Le juge Brett Kavanaugh était d’accord avec la décision de laisser la loi en place, mais il a suggéré que «la loi du Mississippi est probablement inconstitutionnelle».

L’ordonnance de jeudi est venue dans un différend sur une loi du Mississippi connue sous le nom de projet de loi 1126 de la Chambre. Amis en 2024 après qu’un adolescent du Mississippi est devenu la victime de la sextorsion sur Instagram et est décédé par suicide, la loi oblige les jeunes à obtenir le consentement de leurs parents avant de pouvoir créer des comptes sociaux.

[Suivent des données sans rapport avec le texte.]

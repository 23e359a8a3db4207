//! Paged and filtered catalog listings.
//!
//! This is the layer that turns a page/page-size/category request into a
//! bounded slice plus page metadata, and a state name or city into a
//! filtered listing with a "nothing here" flag. Paging requests are validated
//! here, before any repository call.

use rungroup_catalog::types::{Category, CategoryParseError, NO_CATEGORY, category_filter};
use rungroup_catalog::code_for_state_name;
use rungroup_db::{CatalogRepository, OperationError};
use serde::Serialize;
use thiserror::Error;

pub const DEFAULT_PAGE: i64 = 1;
pub const DEFAULT_PAGE_SIZE: i64 = 6;

#[derive(Debug, Error)]
pub enum ListingError {
    /// Page or page size below 1. Callers render this as "not found".
    #[error("Invalid page request: page {page}, page size {page_size}")]
    InvalidPage { page: i64, page_size: i64 },

    #[error("Invalid category: {0}")]
    InvalidCategory(#[from] CategoryParseError),

    #[error(transparent)]
    Store(#[from] OperationError),
}

// ── Paging ──────────────────────────────────────────────────────────────────

/// A validated, 1-based page request.
#[derive(Debug, Clone, Copy, PartialEq, Eq)]
pub struct PageRequest {
    page: usize,
    page_size: usize,
}

impl PageRequest {
    pub fn new(page: i64, page_size: i64) -> Result<Self, ListingError> {
        let invalid = || ListingError::InvalidPage { page, page_size };
        let p = usize::try_from(page).map_err(|_| invalid())?;
        let size = usize::try_from(page_size).map_err(|_| invalid())?;
        if p < 1 || size < 1 {
            return Err(invalid());
        }
        Ok(Self {
            page: p,
            page_size: size,
        })
    }

    pub fn page(&self) -> usize {
        self.page
    }

    pub fn page_size(&self) -> usize {
        self.page_size
    }

    /// Zero-based offset of the first entity on this page.
    pub fn skip(&self) -> usize {
        (self.page - 1).saturating_mul(self.page_size)
    }

    pub fn take(&self) -> usize {
        self.page_size
    }
}

/// Number of pages needed for `total` entities. Never less than 1, so an
/// empty catalog still has one (empty) page.
pub fn total_pages(total: usize, page_size: usize) -> usize {
    total.div_ceil(page_size.max(1)).max(1)
}

/// One page of a catalog listing.
#[derive(Debug, Clone, Serialize)]
pub struct IndexPage<T> {
    pub items: Vec<T>,
    pub page: usize,
    pub page_size: usize,
    pub total: usize,
    pub total_pages: usize,
    /// The requested category index, [`NO_CATEGORY`] when unfiltered.
    pub category: i32,
}

/// List one page of `repo`, optionally restricted to a category index.
///
/// The count and the slice are separate repository calls and may observe
/// different data if a write lands in between.
pub fn list_page<R>(
    repo: &R,
    page: i64,
    page_size: i64,
    category: i32,
) -> Result<IndexPage<R::Entity>, ListingError>
where
    R: CatalogRepository,
    R::Category: Category,
{
    let request = PageRequest::new(page, page_size)?;
    let filter = category_filter::<R::Category>(category)?;

    let (items, total) = match filter {
        None => (
            repo.slice(request.skip(), request.take())?,
            repo.count()?,
        ),
        Some(c) => (
            repo.slice_by_category(c, request.skip(), request.take())?,
            repo.count_by_category(c)?,
        ),
    };
    log::debug!(
        "Listed page {} of {} ({} items, {} total, category {})",
        request.page(),
        total_pages(total, request.page_size()),
        items.len(),
        total,
        category,
    );

    Ok(IndexPage {
        items,
        page: request.page(),
        page_size: request.page_size(),
        total,
        total_pages: total_pages(total, request.page_size()),
        category: filter.map_or(NO_CATEGORY, |c| c.index()),
    })
}

// ── State and City Listings ─────────────────────────────────────────────────

/// Entities in one state, looked up by the state's full name.
#[derive(Debug, Clone, Serialize)]
pub struct StateListing<T> {
    pub items: Vec<T>,
    /// The requested state name, set only when there is something to show.
    pub state: Option<String>,
    pub no_club_warning: bool,
}

/// List entities whose address is in the state named `state_name`.
///
/// An unknown state name and a known state with nothing in it both come back
/// with `state: None` and the warning set; neither is an error.
pub fn list_by_state_name<R: CatalogRepository>(
    repo: &R,
    state_name: &str,
) -> Result<StateListing<R::Entity>, ListingError> {
    let Some(code) = code_for_state_name(state_name) else {
        log::debug!("No state named {:?}", state_name);
        return Ok(StateListing {
            items: Vec::new(),
            state: None,
            no_club_warning: true,
        });
    };

    let items = repo.by_state(code)?;
    if items.is_empty() {
        return Ok(StateListing {
            items,
            state: None,
            no_club_warning: true,
        });
    }
    Ok(StateListing {
        items,
        state: Some(state_name.to_string()),
        no_club_warning: false,
    })
}

/// Entities in (or near, by substring) one city.
#[derive(Debug, Clone, Serialize)]
pub struct CityListing<T> {
    pub items: Vec<T>,
    pub city: Option<String>,
    pub no_club_warning: bool,
}

pub fn list_by_city<R: CatalogRepository>(
    repo: &R,
    city: &str,
) -> Result<CityListing<R::Entity>, ListingError> {
    let items = repo.by_city(city)?;
    let found = !items.is_empty();
    Ok(CityListing {
        items,
        city: found.then(|| city.to_string()),
        no_club_warning: !found,
    })
}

De leur côté, les sites des médias sociaux doivent vérifier l’âge de leurs utilisateurs et faire des efforts pour protéger les jeunes contre le fait d’être exposé à un matériel nocif. Si les sites ne sont pas conformes à ces exigences, ils peuvent être confrontés à des sanctions civiles pouvant atteindre 10 000 $ par violation et aux sanctions pénales.

Netchoice, un groupe de l’industrie technologique qui représente des sociétés sociales comme YouTube et Meta (qui possède Facebook et Instagram) ainsi que des géants des ventes sur Internet comme Amazon et Airbnb, sont allés devant le tribunal fédéral du Mississippi, arguant que la loi viole le premier amendement.

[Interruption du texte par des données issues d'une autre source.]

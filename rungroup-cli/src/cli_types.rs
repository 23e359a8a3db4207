//! CLI type definitions: command enums and argument structs.

use std::path::PathBuf;

use clap::{Args, Parser, Subcommand};

use rungroup_catalog::{ClubCategory, RaceCategory};

#[derive(Parser)]
#[command(name = "rungroup")]
#[command(about = "Browse and manage the running club and race catalog", long_about = None)]
pub(crate) struct Cli {
    /// Path to the catalog database (default: $RUNGROUP_DB, then settings.toml)
    #[arg(long, global = true)]
    pub db: Option<PathBuf>,

    /// Print results as JSON instead of formatted text
    #[arg(long, global = true)]
    pub json: bool,

    /// Only show warnings and errors (suppress normal output)
    #[arg(long, global = true)]
    pub quiet: bool,

    /// Enable verbose/debug logging (timestamps + debug-level messages)
    #[arg(short, long, global = true)]
    pub verbose: bool,

    #[command(subcommand)]
    pub command: Commands,
}

/// Paging arguments shared by the listing commands.
#[derive(Args, Clone)]
pub(crate) struct PageArgs {
    /// Page number, starting at 1
    #[arg(short, long, default_value_t = rungroup_lib::DEFAULT_PAGE, allow_negative_numbers = true)]
    pub page: i64,

    /// Entries per page (default: settings.toml, then 6)
    #[arg(long, allow_negative_numbers = true)]
    pub page_size: Option<i64>,
}

#[derive(Subcommand)]
pub(crate) enum Commands {
    /// Create the database and load the list of US states
    Init,

    /// Load states, cities, users, clubs and races from a directory of YAML files
    Seed {
        /// Directory containing states.yaml, cities.yaml, users.yaml, clubs.yaml, races.yaml
        dir: PathBuf,
    },

    /// List clubs one page at a time
    Clubs {
        #[command(flatten)]
        paging: PageArgs,

        /// Only show clubs of this kind (e.g., roadrunner, trail, city)
        #[arg(short, long)]
        category: Option<ClubCategory>,
    },

    /// List races one page at a time
    Races {
        #[command(flatten)]
        paging: PageArgs,

        /// Only show races of this distance (e.g., fivek, marathon)
        #[arg(short, long)]
        category: Option<RaceCategory>,
    },

    /// List clubs in a state, by full state name (e.g., "Indiana")
    ClubsByState {
        state: String,
    },

    /// List clubs whose city contains the given text
    ClubsByCity {
        city: String,
    },

    /// List races whose city contains the given text
    RacesByCity {
        city: String,
    },

    /// Find cities by zip-code prefix or exact city name
    Search {
        query: String,
    },

    /// List known states
    States,

    /// List cities in a state, by two-letter code
    Cities {
        state_code: String,
    },

    /// List registered users
    Users,

    /// Show one user's profile
    User {
        id: String,
    },

    /// Show the clubs and races a user created
    Dashboard {
        user_id: String,
    },

    /// Show catalog database statistics
    Stats,

    /// Inspect the settings file
    Config {
        #[command(subcommand)]
        action: ConfigAction,
    },
}

#[derive(Subcommand)]
pub(crate) enum ConfigAction {
    /// Show resolved settings and where each value came from
    Show,

    /// Print the settings file path
    Path,
}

Le juge de district américain Halil Suleyman Ozerden a accepté et a rendu une ordonnance qui a temporairement interdit à l’État de faire respecter les restrictions contre plusieurs membres de Netchoice. Bien qu’Ozerden ait reconnu que l’État peut avoir un «intérêt convaincant à sauvegarder le bien-être physique et psychologique des mineurs en ligne», il a déclaré que la loi se déroule probablement encore sur le premier amendement parce qu’elle interdit aux jeunes d’atteindre l’accès aux médias sociaux, sauf s’ils peuvent obtenir le consentement de leurs parents, alors qu’il pourrait atteindre l’objectif de l’État avec une solution moins restrictive. «Netchoice», a-t-il écrit «a présenté des preuves que les parents et les tuteurs des mineurs ont déjà de nombreux outils à leur disposition pour surveiller et contrôler l’accès en ligne de leurs enfants.»

Le Mississippi s’est rendu à la Cour d’appel américaine pour le 5e circuit, qui, dans une brève ordonnance, le 17 juillet, a accepté de suspendre temporairement l’ordonnance d’Ozerden pendant que l’État appelle.

Netchoice est ensuite venu à la Cour suprême le 21 juillet, demandant aux juges d’intervenir. Il a déclaré au tribunal que «le Mississippi ne devrait pas être autorisé à transformer Internet avant même qu’un juge n’ait expliqué pourquoi les efforts du Mississippi pour étouffer l’accès des utilisateurs à l’expression protégée se contentent de la première amendement et pourquoi le consensus judiciaire» entre les cours.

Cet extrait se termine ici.